━━ PROVIDED RECORDS ━━

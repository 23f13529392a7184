//! CLI output formatting.
//!
//! # Result Cards
//!
//! Each compressed image gets a card: positional index and name on the header
//! line, before/after figures as indented context.
//!
//! ```text
//! 001 holiday.png → holiday_compressed.jpeg
//!     Original: 2.4 MB
//!     Compressed: 512 KB
//!     Dimensions: 1200×800
//!     Format: JPEG
//!     60% smaller
//!
//! Total: 1 image, 2.4 MB → 512 KB (79% smaller)
//! ```
//!
//! # Progress
//!
//! ```text
//! Compressing 3 images
//! [1/3] holiday.png 2.4 MB → 512 KB (79% smaller)
//! [2/3] broken.jpg failed
//! [3/3] logo.png 12 KB → 14.5 KB (21% larger)
//! ```
//!
//! # Notices
//!
//! One-line outcomes, with failures marked distinctly from successes:
//!
//! ```text
//! ✓ Loaded 3 images
//! ✗ notes.txt is not an image file (text/plain)
//! ```
//!
//! # Architecture
//!
//! Each view has a `format_*` function (returns `Vec<String>` or `String`) for
//! testability and a `print_*` wrapper that writes to stdout. Format functions
//! are pure: no I/O, no side effects.

use crate::imaging::{Dimensions, SizeChange};
use crate::naming::{batch_filenames, extension_for_media_type};
use crate::pipeline::{PipelineEvent, PlannedItem};
use crate::report::BatchSummary;
use crate::session::SelectionReport;
use crate::types::CompressedResult;

// ============================================================================
// Shared helpers
// ============================================================================

/// Format a 1-based positional index as 3-digit zero-padded.
fn format_index(pos: usize) -> String {
    format!("{:0>3}", pos)
}

/// Return indentation string: 4 spaces per depth level.
fn indent(depth: usize) -> String {
    "    ".repeat(depth)
}

fn plural(n: usize, word: &str) -> String {
    if n == 1 {
        format!("{n} {word}")
    } else {
        format!("{n} {word}s")
    }
}

/// Human-readable byte count: `Bytes`, `KB`, or `MB` in base 1024.
///
/// At most two decimals, trailing zeros dropped.
///
/// ```text
/// 0        → 0 Bytes
/// 1536     → 1.5 KB
/// 10485760 → 10 MB
/// ```
pub fn format_file_size(bytes: u64) -> String {
    const UNITS: [&str; 3] = ["Bytes", "KB", "MB"];
    if bytes == 0 {
        return "0 Bytes".to_string();
    }
    let mut unit = 0;
    let mut scaled = bytes as f64;
    while scaled >= 1024.0 && unit < UNITS.len() - 1 {
        scaled /= 1024.0;
        unit += 1;
    }
    let rounded = format!("{scaled:.2}");
    let trimmed = rounded.trim_end_matches('0').trim_end_matches('.');
    format!("{} {}", trimmed, UNITS[unit])
}

/// Output format label: the media subtype, uppercased.
fn format_label(media_type: &str) -> String {
    extension_for_media_type(media_type).to_uppercase()
}

fn format_dimensions(width: u32, height: u32) -> String {
    format!("{width}\u{d7}{height}")
}

fn size_line(original: u64, compressed: u64) -> String {
    format!(
        "{} \u{2192} {} ({})",
        format_file_size(original),
        format_file_size(compressed),
        SizeChange::from_sizes(original, compressed)
    )
}

// ============================================================================
// Notices
// ============================================================================

/// Whether a notice reports a success or a failure.
#[derive(Debug, Clone, Copy, PartialEq, Eq)]
pub enum NoticeKind {
    Success,
    Failure,
}

/// Format a one-line notice. Failures are marked with `✗`, successes with `✓`.
pub fn format_notice(kind: NoticeKind, message: &str) -> String {
    match kind {
        NoticeKind::Success => format!("\u{2713} {message}"),
        NoticeKind::Failure => format!("\u{2717} {message}"),
    }
}

/// Print a notice: successes to stdout, failures to stderr.
pub fn print_notice(kind: NoticeKind, message: &str) {
    let line = format_notice(kind, message);
    match kind {
        NoticeKind::Success => println!("{}", line),
        NoticeKind::Failure => eprintln!("{}", line),
    }
}

// ============================================================================
// Selection
// ============================================================================

/// Notices for a selection: one per rejected file, then the load count.
pub fn format_selection(report: &SelectionReport) -> Vec<(NoticeKind, String)> {
    let mut notices: Vec<(NoticeKind, String)> = report
        .rejected
        .iter()
        .map(|err| (NoticeKind::Failure, err.to_string()))
        .collect();
    if report.replaced() {
        notices.push((
            NoticeKind::Success,
            format!("Loaded {}", plural(report.accepted.len(), "image")),
        ));
    } else {
        notices.push((NoticeKind::Failure, "No valid images selected".to_string()));
    }
    notices
}

pub fn print_selection(report: &SelectionReport) {
    for (kind, message) in format_selection(report) {
        print_notice(kind, &message);
    }
}

// ============================================================================
// Progress
// ============================================================================

/// Format a single pipeline progress event as display lines.
///
/// Failure reasons are not shown here; they go to the log.
pub fn format_pipeline_event(event: &PipelineEvent) -> Vec<String> {
    match event {
        PipelineEvent::BatchStarted { total, .. } => {
            vec![format!("Compressing {}", plural(*total, "image"))]
        }
        PipelineEvent::ItemDone {
            completed,
            total,
            name,
            original_size,
            compressed_size,
            ..
        } => vec![format!(
            "[{completed}/{total}] {name} {}",
            size_line(*original_size, *compressed_size)
        )],
        PipelineEvent::ItemFailed {
            completed,
            total,
            name,
            ..
        } => vec![format!("[{completed}/{total}] {name} failed")],
        PipelineEvent::BatchFinished { .. } => Vec::new(),
    }
}

// ============================================================================
// Results
// ============================================================================

/// Format result cards, one per compressed image, in batch order.
pub fn format_results(results: &[CompressedResult]) -> Vec<String> {
    let names = batch_filenames(
        results
            .iter()
            .map(|r| (r.original_name.as_str(), r.media_type.as_str())),
    );
    let mut lines = Vec::new();
    for (i, (result, output_name)) in results.iter().zip(names).enumerate() {
        if i > 0 {
            lines.push(String::new());
        }
        lines.push(format!(
            "{} {} \u{2192} {}",
            format_index(i + 1),
            result.original_name,
            output_name
        ));
        let ctx = indent(1);
        lines.push(format!("{ctx}Original: {}", format_file_size(result.original_size)));
        lines.push(format!(
            "{ctx}Compressed: {}",
            format_file_size(result.compressed_size)
        ));
        lines.push(format!(
            "{ctx}Dimensions: {}",
            format_dimensions(result.width, result.height)
        ));
        lines.push(format!("{ctx}Format: {}", format_label(&result.media_type)));
        lines.push(format!("{ctx}{}", result.size_change()));
    }
    lines
}

/// Format the batch totals line.
pub fn format_summary(summary: &BatchSummary) -> String {
    format!(
        "Total: {}, {} \u{2192} {} ({})",
        plural(summary.count, "image"),
        format_file_size(summary.total_original),
        format_file_size(summary.total_compressed),
        summary.size_change()
    )
}

/// Print result cards followed by the totals line.
pub fn print_results(results: &[CompressedResult], summary: Option<&BatchSummary>) {
    for line in format_results(results) {
        println!("{}", line);
    }
    if let Some(summary) = summary {
        println!();
        println!("{}", format_summary(summary));
    }
}

// ============================================================================
// Planning
// ============================================================================

/// Format a planned resize: `400×200 → 300×150`.
pub fn format_plan(original: Dimensions, target: Dimensions) -> String {
    format!(
        "{} \u{2192} {}",
        format_dimensions(original.width, original.height),
        format_dimensions(target.width, target.height)
    )
}

/// Format dry-run plans, one line per image.
pub fn format_planned_items(items: &[PlannedItem]) -> Vec<String> {
    items
        .iter()
        .enumerate()
        .map(|(i, item)| {
            format!(
                "{} {} {} as {}",
                format_index(i + 1),
                item.name,
                format_plan(item.original, item.target),
                format_label(&item.media_type)
            )
        })
        .collect()
}

pub fn print_planned_items(items: &[PlannedItem]) {
    for line in format_planned_items(items) {
        println!("{}", line);
    }
}
//! Image processing backend trait and shared types.
//!
//! The [`ImageBackend`] trait defines the three primitives the transcode
//! pipeline consumes: decode, rasterize, and encode. Each stage returns a
//! value the next stage takes by reference, so the pipeline reads as a plain
//! sequence of calls.
//!
//! The production implementation is
//! [`RustBackend`](super::rust_backend::RustBackend), which is pure Rust and
//! built on the `image` crate. Tests use the recording `MockBackend` defined
//! in this module's test section.

use super::params::QualityHint;
use thiserror::Error;

#[derive(Error, Debug)]
pub enum BackendError {
    #[error("IO error: {0}")]
    Io(#[from] std::io::Error),
    #[error("Decode failed: {0}")]
    Decode(String),
    #[error("Cannot rasterize to {width}x{height}: {reason}")]
    Rasterize {
        width: u32,
        height: u32,
        reason: String,
    },
    #[error("Unsupported output media type: {0}")]
    UnsupportedMediaType(String),
    #[error("Encode to {media_type} failed: {reason}")]
    Encode { media_type: String, reason: String },
}

impl BackendError {
    /// True for failures that happen before any pixels are produced.
    pub fn is_decode(&self) -> bool {
        matches!(self, BackendError::Decode(_) | BackendError::Io(_))
    }

    /// True for failures while producing the output bytes.
    pub fn is_encode(&self) -> bool {
        matches!(
            self,
            BackendError::Encode { .. } | BackendError::UnsupportedMediaType(_)
        )
    }

    /// Pipeline stage the failure belongs to, for log fields.
    pub fn stage(&self) -> &'static str {
        if self.is_decode() {
            "decode"
        } else if self.is_encode() {
            "encode"
        } else {
            "rasterize"
        }
    }
}

/// Pixel dimensions of a raster or surface.
#[derive(Debug, Clone, Copy, PartialEq, Eq)]
pub struct Dimensions {
    pub width: u32,
    pub height: u32,
}

impl Dimensions {
    pub fn as_tuple(self) -> (u32, u32) {
        (self.width, self.height)
    }
}

impl From<(u32, u32)> for Dimensions {
    fn from((width, height): (u32, u32)) -> Self {
        Self { width, height }
    }
}

/// A decoded pixel grid with known intrinsic dimensions.
pub trait Raster {
    fn dimensions(&self) -> Dimensions;
}

/// Trait for image processing backends.
///
/// `Decoded` is what `decode` hands back; `Surface` is the resampled buffer
/// ready for encoding. Both stay inside one item's transcode, so they need not
/// be shared across threads; the backend itself must be `Sync` for parallel runs.
pub trait ImageBackend: Sync {
    type Decoded: Raster;
    type Surface;

    /// Decode raw file bytes into a raster.
    fn decode(&self, bytes: &[u8]) -> Result<Self::Decoded, BackendError>;

    /// Resample a raster into a surface of exactly `width` x `height`.
    fn rasterize(
        &self,
        raster: &Self::Decoded,
        width: u32,
        height: u32,
    ) -> Result<Self::Surface, BackendError>;

    /// Encode a surface as `media_type`. Lossless encoders may ignore `quality`.
    fn encode(
        &self,
        surface: &Self::Surface,
        media_type: &str,
        quality: QualityHint,
    ) -> Result<Vec<u8>, BackendError>;
}

#[cfg(test)]
pub mod tests {
    use super::*;
    use crate::imaging::Quality;
    use std::sync::Mutex;

    /// Mock backend that records operations without touching pixels.
    ///
    /// Input bytes are ASCII `"WxH"`; anything else fails to decode. Encoded
    /// output is `max(1, w * h * quality% / 100)` zero bytes, so tests can
    /// predict sizes. Uses Mutex (not RefCell) so it is Sync and works with
    /// rayon's par_iter.
    pub struct MockBackend {
        pub operations: Mutex<Vec<RecordedOp>>,
        pub supported: Vec<&'static str>,
    }

    #[derive(Debug, Clone, PartialEq)]
    pub enum RecordedOp {
        Decode(String),
        Rasterize {
            width: u32,
            height: u32,
        },
        Encode {
            media_type: String,
            width: u32,
            height: u32,
            quality: u8,
        },
    }

    #[derive(Debug, Clone, Copy)]
    pub struct MockRaster(pub Dimensions);

    impl Raster for MockRaster {
        fn dimensions(&self) -> Dimensions {
            self.0
        }
    }

    impl Default for MockBackend {
        fn default() -> Self {
            Self {
                operations: Mutex::new(Vec::new()),
                supported: vec!["image/jpeg", "image/png", "image/webp"],
            }
        }
    }

    impl MockBackend {
        pub fn new() -> Self {
            Self::default()
        }

        pub fn get_operations(&self) -> Vec<RecordedOp> {
            self.operations.lock().unwrap().clone()
        }

        /// Bytes the mock decodes as a `width` x `height` image.
        pub fn image_bytes(width: u32, height: u32) -> Vec<u8> {
            format!("{width}x{height}").into_bytes()
        }

        /// Size the mock produces for a surface at the given quality.
        pub fn encoded_len(width: u32, height: u32, quality: u8) -> usize {
            (width as usize * height as usize * quality as usize / 100).max(1)
        }
    }

    fn parse_dims(bytes: &[u8]) -> Option<Dimensions> {
        let text = std::str::from_utf8(bytes).ok()?;
        let (w, h) = text.trim().split_once('x')?;
        Some(Dimensions {
            width: w.parse().ok()?,
            height: h.parse().ok()?,
        })
    }

    impl ImageBackend for MockBackend {
        type Decoded = MockRaster;
        type Surface = Dimensions;

        fn decode(&self, bytes: &[u8]) -> Result<MockRaster, BackendError> {
            let text = String::from_utf8_lossy(bytes).to_string();
            self.operations
                .lock()
                .unwrap()
                .push(RecordedOp::Decode(text.clone()));
            parse_dims(bytes)
                .map(MockRaster)
                .ok_or_else(|| BackendError::Decode(format!("not a mock image: {text:?}")))
        }

        fn rasterize(
            &self,
            _raster: &MockRaster,
            width: u32,
            height: u32,
        ) -> Result<Dimensions, BackendError> {
            self.operations
                .lock()
                .unwrap()
                .push(RecordedOp::Rasterize { width, height });
            if width == 0 || height == 0 {
                return Err(BackendError::Rasterize {
                    width,
                    height,
                    reason: "empty surface".into(),
                });
            }
            Ok(Dimensions { width, height })
        }

        fn encode(
            &self,
            surface: &Dimensions,
            media_type: &str,
            quality: QualityHint,
        ) -> Result<Vec<u8>, BackendError> {
            let quality = quality.as_percent();
            self.operations.lock().unwrap().push(RecordedOp::Encode {
                media_type: media_type.to_string(),
                width: surface.width,
                height: surface.height,
                quality,
            });
            if !self.supported.iter().any(|t| *t == media_type) {
                return Err(BackendError::UnsupportedMediaType(media_type.to_string()));
            }
            Ok(vec![
                0;
                Self::encoded_len(surface.width, surface.height, quality)
            ])
        }
    }

    #[test]
    fn mock_decodes_dimension_text() {
        let backend = MockBackend::new();
        let raster = backend.decode(&MockBackend::image_bytes(800, 600)).unwrap();
        assert_eq!(raster.dimensions(), Dimensions { width: 800, height: 600 });

        let ops = backend.get_operations();
        assert_eq!(ops.len(), 1);
        assert!(matches!(&ops[0], RecordedOp::Decode(t) if t == "800x600"));
    }

    #[test]
    fn mock_rejects_garbage() {
        let backend = MockBackend::new();
        let err = backend.decode(b"\x89PNG garbage").unwrap_err();
        assert!(err.is_decode());
    }

    #[test]
    fn mock_records_encode() {
        let backend = MockBackend::new();
        let surface = backend
            .rasterize(&MockRaster((100, 50).into()), 10, 10)
            .unwrap();
        let bytes = backend
            .encode(&surface, "image/jpeg", Quality::new(50).hint())
            .unwrap();
        assert_eq!(bytes.len(), 50);

        let ops = backend.get_operations();
        assert_eq!(ops.len(), 2);
        assert!(matches!(
            &ops[1],
            RecordedOp::Encode {
                width: 10,
                height: 10,
                quality: 50,
                ..
            }
        ));
    }

    #[test]
    fn mock_unsupported_media_type_is_encode_error() {
        let backend = MockBackend::new();
        let err = backend
            .encode(
                &Dimensions {
                    width: 1,
                    height: 1,
                },
                "image/gif",
                Quality::default().hint(),
            )
            .unwrap_err();
        assert!(err.is_encode());
    }

    #[test]
    fn errors_name_their_stage() {
        assert_eq!(BackendError::Decode("bad".into()).stage(), "decode");
        let io = std::io::Error::new(std::io::ErrorKind::UnexpectedEof, "short");
        assert_eq!(BackendError::from(io).stage(), "decode");
        let zero = BackendError::Rasterize {
            width: 0,
            height: 1,
            reason: "empty".into(),
        };
        assert_eq!(zero.stage(), "rasterize");
        assert_eq!(
            BackendError::UnsupportedMediaType("image/x".into()).stage(),
            "encode"
        );
    }

    #[test]
    fn mock_zero_surface_is_rasterize_error() {
        let backend = MockBackend::new();
        let err = backend
            .rasterize(&MockRaster((1, 1).into()), 0, 0)
            .unwrap_err();
        assert!(matches!(err, BackendError::Rasterize { width: 0, .. }));
    }
}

━━━

* EXERCISE REQUIREMENTS *
The line containing "as 3-digit zero-padded." marks the end. Please print exactly every line from the top of the data to it, both included, and nothing more.

* EXERCISE RESULT *
repository 23f13529392a7184
//! CLI output formatting.
//!
//! # Result Cards
//!
//! Each compressed image gets a card: positional index and name on the header
//! line, before/after figures as indented context.
//!
//! ```text
//! 001 holiday.png → holiday_compressed.jpeg
//!     Original: 2.4 MB
//!     Compressed: 512 KB
//!     Dimensions: 1200×800
//!     Format: JPEG
//!     60% smaller
//!
//! Total: 1 image, 2.4 MB → 512 KB (79% smaller)
//! ```
//!
//! # Progress
//!
//! ```text
//! Compressing 3 images
//! [1/3] holiday.png 2.4 MB → 512 KB (79% smaller)
//! [2/3] broken.jpg failed
//! [3/3] logo.png 12 KB → 14.5 KB (21% larger)
//! ```
//!
//! # Notices
//!
//! One-line outcomes, with failures marked distinctly from successes:
//!
//! ```text
//! ✓ Loaded 3 images
//! ✗ notes.txt is not an image file (text/plain)
//! ```
//!
//! # Architecture
//!
//! Each view has a `format_*` function (returns `Vec<String>` or `String`) for
//! testability and a `print_*` wrapper that writes to stdout. Format functions
//! are pure: no I/O, no side effects.

use crate::imaging::{Dimensions, SizeChange};
use crate::naming::{batch_filenames, extension_for_media_type};
use crate::pipeline::{PipelineEvent, PlannedItem};
use crate::report::BatchSummary;
use crate::session::SelectionReport;
use crate::types::CompressedResult;

// ============================================================================
// Shared helpers
// ============================================================================

/// Format a 1-based positional index as 3-digit zero-padded.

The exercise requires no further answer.